• [Your objective]:
Write out exactly the lines from the line that contains "norm_b += y * y;" through the final line of the listing below, and no others.

** Opening Given records block **

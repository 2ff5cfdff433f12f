/// Cosine similarity in [-1, 1].
///
/// Returns 0 when either vector has zero norm, when lengths differ, or when the
/// inputs are not finite. Accumulates in f64 so long vectors stay within range.
pub fn cosine_similarity(a: &[f32], b: &[f32]) -> f32 {
    if a.len() != b.len() || a.is_empty() {
        return 0.0;
    }
    let (mut dot, mut norm_a, mut norm_b) = (0f64, 0f64, 0f64);
    for (&x, &y) in a.iter().zip(b) {
        let (x, y) = (x as f64, y as f64);
        dot += x * y;
        norm_a += x * x;
        norm_b += y * y;
    }
    if norm_a == 0.0 || norm_b == 0.0 {
        return 0.0;
    }
    let similarity = dot / (norm_a.sqrt() * norm_b.sqrt());
    if !similarity.is_finite() {
        return 0.0;
    }
    similarity.clamp(-1.0, 1.0) as f32
}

** Closing Given records block **

• [Output for this task]:
        norm_b += y * y;
    }
    if norm_a == 0.0 || norm_b == 0.0 {
        return 0.0;
    }
    let similarity = dot / (norm_a.sqrt() * norm_b.sqrt());
    if !similarity.is_finite() {
        return 0.0;
    }
    similarity.clamp(-1.0, 1.0) as f32
}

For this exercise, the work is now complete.